RNA Polymerase II Dependent Crosstalk between H4K16 Deacetylation and H3K56 Acetylation Promotes Transcription of Constitutively Expressed Genes.

Nucleosome dynamics in the coding region of a transcriptionally active locus is critical for understanding how RNA polymerase II progresses through the gene body. Histone acetylation and deacetylation critically influence nucleosome accessibility during DNA metabolic processes like transcription. Effect of such histone modifications is context and residue dependent. Rather than effect of individual histone residues, the network of modifications of several histone residues in combination generates a chromatin landscape that is conducive for transcription.
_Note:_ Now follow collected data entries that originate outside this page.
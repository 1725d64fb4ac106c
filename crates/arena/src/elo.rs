//! Elo rating bookkeeping for engine configurations.

use serde::{Deserialize, Serialize};
use std::collections::HashMap;

/// Rating every configuration starts from.
pub const DEFAULT_ELO: f64 = 1500.0;

/// K-factor for rating updates; higher means more volatile.
pub const K_FACTOR: f64 = 32.0;

/// Result of a single game, from the first player's perspective.
#[derive(Debug, Clone, Copy, Serialize, Deserialize, PartialEq, Eq)]
pub enum GameResult {
    Win,
    Loss,
    Draw,
}

/// Aggregate result of a match, from the first player's perspective.
#[derive(Debug, Clone, Default, Serialize, Deserialize)]
pub struct MatchResult {
    pub wins: u32,
    pub losses: u32,
    pub draws: u32,
}

impl MatchResult {
    pub fn record(&mut self, game: GameResult) {
        match game {
            GameResult::Win => self.wins += 1,
            GameResult::Loss => self.losses += 1,
            GameResult::Draw => self.draws += 1,
        }
    }

    pub fn total_games(&self) -> u32 {
        self.wins + self.losses + self.draws
    }

    /// 1 per win, half per draw, normalized; 0.5 for an empty match.
    pub fn score(&self) -> f64 {
        let total = self.total_games() as f64;
        if total == 0.0 {
            return 0.5;
        }
        (self.wins as f64 + 0.5 * self.draws as f64) / total
    }
}

/// One finished match, kept for later inspection.
#[derive(Debug, Clone, Serialize, Deserialize)]
pub struct MatchRecord {
    pub player1: String,
    pub player2: String,
    pub result: MatchResult,
    pub elo_change: f64,
}

/// Ratings table persisted between arena runs.
#[derive(Debug, Clone, Default, Serialize, Deserialize)]
pub struct EloTracker {
    pub ratings: HashMap<String, f64>,
    pub games_played: HashMap<String, u32>,
    pub history: Vec<MatchRecord>,
}

impl EloTracker {
    pub fn load(path: &str) -> Result<Self, String> {
        let contents =
            std::fs::read_to_string(path).map_err(|e| format!("failed to read {path}: {e}"))?;
        serde_json::from_str(&contents).map_err(|e| format!("failed to parse {path}: {e}"))
    }

    pub fn save(&self, path: &str) -> Result<(), String> {
        let json = serde_json::to_string_pretty(self)
            .map_err(|e| format!("failed to serialize ratings: {e}"))?;
        std::fs::write(path, json).map_err(|e| format!("failed to write {path}: {e}"))
    }

    pub fn rating(&mut self, player: &str) -> f64 {
        *self.ratings.entry(player.to_string()).or_insert(DEFAULT_ELO)
    }

    /// Probability-like expected score of `player1` against `player2`.
    pub fn expected_score(&mut self, player1: &str, player2: &str) -> f64 {
        let r1 = self.rating(player1);
        let r2 = self.rating(player2);
        1.0 / (1.0 + 10.0_f64.powf((r2 - r1) / 400.0))
    }

    pub fn apply_match(&mut self, player1: &str, player2: &str, result: &MatchResult) {
        let expected = self.expected_score(player1, player2);
        let actual = result.score();
        let games = result.total_games() as f64;
        let elo_change = K_FACTOR * games * (actual - expected);

        let r1 = self.rating(player1);
        let r2 = self.rating(player2);
        self.ratings.insert(player1.to_string(), r1 + elo_change);
        self.ratings.insert(player2.to_string(), r2 - elo_change);

        *self.games_played.entry(player1.to_string()).or_insert(0) += result.total_games();
        *self.games_played.entry(player2.to_string()).or_insert(0) += result.total_games();

        self.history.push(MatchRecord {
            player1: player1.to_string(),
            player2: player2.to_string(),
            result: result.clone(),
            elo_change,
        });
    }

    /// Entries sorted by rating, best first.
    pub fn leaderboard(&self) -> Vec<(String, f64, u32)> {
        let mut entries: Vec<_> = self
            .ratings
            .iter()
            .map(|(name, &rating)| {
                let games = self.games_played.get(name).copied().unwrap_or(0);
                (name.clone(), rating, games)
            })
            .collect();
        entries.sort_by(|a, b| b.1.total_cmp(&a.1));
        entries
    }

    pub fn print_leaderboard(&self) {
        println!();
        println!("=== Arena Leaderboard ===");
        println!("{:<20} {:>8} {:>8}", "Engine", "Elo", "Games");
        println!("{}", "-".repeat(38));
        for (name, rating, games) in self.leaderboard() {
            println!("{:<20} {:>8.1} {:>8}", name, rating, games);
        }
        println!();
    }
}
Here we show that in Saccharomyces cerevisiae, crosstalk between deacetylation of the H4 N-terminal tail residue H4K16 and acetylation of the H3 core domain residue H3K56, promotes RNA polymerase II progression through the gene body. Results indicate that deacetylation of H4K16 precedes and in turn induces H3K56 acetylation. Effectively, recruitment of Rtt109, the HAT responsible for H3K56 acetylation is essentially dependent on H4K16 deacetylation. In Hos2 deletion strains, where H4K16 deacetylation is abolished, both H3K56 acetylation and RNA polymerase II recruitment gets significantly impaired. Notably, H4K16 deacetylation and H3K56 acetylation are found to be essentially dependent on active transcription. In summary, H4K16 deacetylation promotes H3K56 acetylation and the two modifications together work towards successful functioning of RNA polymerase II during active transcription.